Abstract

In 2015, the FDA approved transcarotid artery revascularization (TCAR) as an alternative to carotid endarterectomy (CEA) and transfemoral carotid artery stenting (TF-CAS) for high-risk patients with carotid stenosis. This was granted in the absence of level 1 evidence to support TCAR. We aimed to document trends in TCAR utilization, its diffusion over time, and the clinical phenotypes of patients undergoing TCAR, CEA, and TF-CAS. We used the Vascular Quality Initiative to study patients who underwent TCAR. We calculated the number of TCARs performed and the percent of TCAR utilization versus CEA/TF-CAS. Using data from before TCAR was widespread, we calculated propensity scores for patients to receive CEA. We applied this model to patients undergoing carotid revascularization from 2016 to 2022 and grouped patients by the procedure they ultimately underwent, examining overlap in score distribution to measure patient similarity.
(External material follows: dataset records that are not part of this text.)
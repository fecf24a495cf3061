//! Configuration management commands.

use std::fs;

use anyhow::{bail, Context as _, Result};
use shopfront_core::StorefrontConfig;

use super::{ConfigArgs, ConfigCommand};
use crate::context::Context;

/// Run the config command.
pub fn run(args: ConfigArgs, ctx: &Context) -> Result<()> {
    match args.command {
        ConfigCommand::Show => show_config(ctx),
        ConfigCommand::Init { output, force } => init_config(output.as_deref(), force, ctx),
        ConfigCommand::Validate => validate_config(ctx),
    }
}

fn show_config(ctx: &Context) -> Result<()> {
    if ctx.output.is_json() {
        ctx.output.json(&ctx.config);
        return Ok(());
    }

    match &ctx.config_path {
        Some(path) => ctx.output.info(&format!("Loaded from {}", path.display())),
        None => ctx.output.info("No config file found, showing defaults"),
    }
    ctx.output.raw(&ctx.config.to_toml_string()?);
    Ok(())
}

fn init_config(output: Option<&str>, force: bool, ctx: &Context) -> Result<()> {
    let content = StorefrontConfig::default().to_toml_string()?;

    let Some(output) = output else {
        ctx.output.raw(&content);
        return Ok(());
    };

    let config_path = ctx.resolve_path(output);
    if config_path.exists() && !force {
        bail!(
            "Config file already exists: {}. Use --force to overwrite.",
            config_path.display()
        );
    }

    fs::write(&config_path, content)
        .with_context(|| format!("Failed to write {}", config_path.display()))?;
    ctx.output.success(&format!("Created: {}", config_path.display()));
    Ok(())
}

fn validate_config(ctx: &Context) -> Result<()> {
    let Some(path) = &ctx.config_path else {
        bail!("No config file found. Run `shopfront config init` to create one.");
    };

    ctx.config.validate()?;
    ctx.output
        .success(&format!("Configuration is valid: {}", path.display()));
    Ok(())
}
We measured the trend of in-hospital stroke/death after TCAR. We studied 31 447 patients who underwent TCAR from January 1, 2016 to March 31, 2022. The number of centers performing TCAR increased from 29 to 606. In 2021, TCAR represented 22.5% of carotid revascularizations at centers offering all 3 procedures. The percentage of patients that underwent TCAR who met approved high-risk criteria decreased from 88.5% to 80.9% (P<0.001). Those with a prior ipsilateral carotid procedure decreased from 20.6% in 2016 to 12.0% in 2021 (P<0.001). Patients undergoing TCAR after stroke increased from 19.7% to 30.7% (P<0.001). Propensity-score overlap was 55.4% for TCAR/CEA, and 58.6% for TCAR/TF-CAS, demonstrating that TCAR patients have a clinical phenotype mixed between those who undergo CEA and TF-CAS. The average in-hospital stroke/death risk after TCAR was 2.3% in 2016 and 1.7% in 2022 (P trend: 0.954). TCAR now represents nearly 1-in-4 procedures at centers offering it. TCAR was increasingly performed among standard-risk patients and as a first-line procedural option after stroke. The absence of level 1 evidence underscores the importance of high-quality registry-based analyses to document TCAR's real-world outcomes and durability.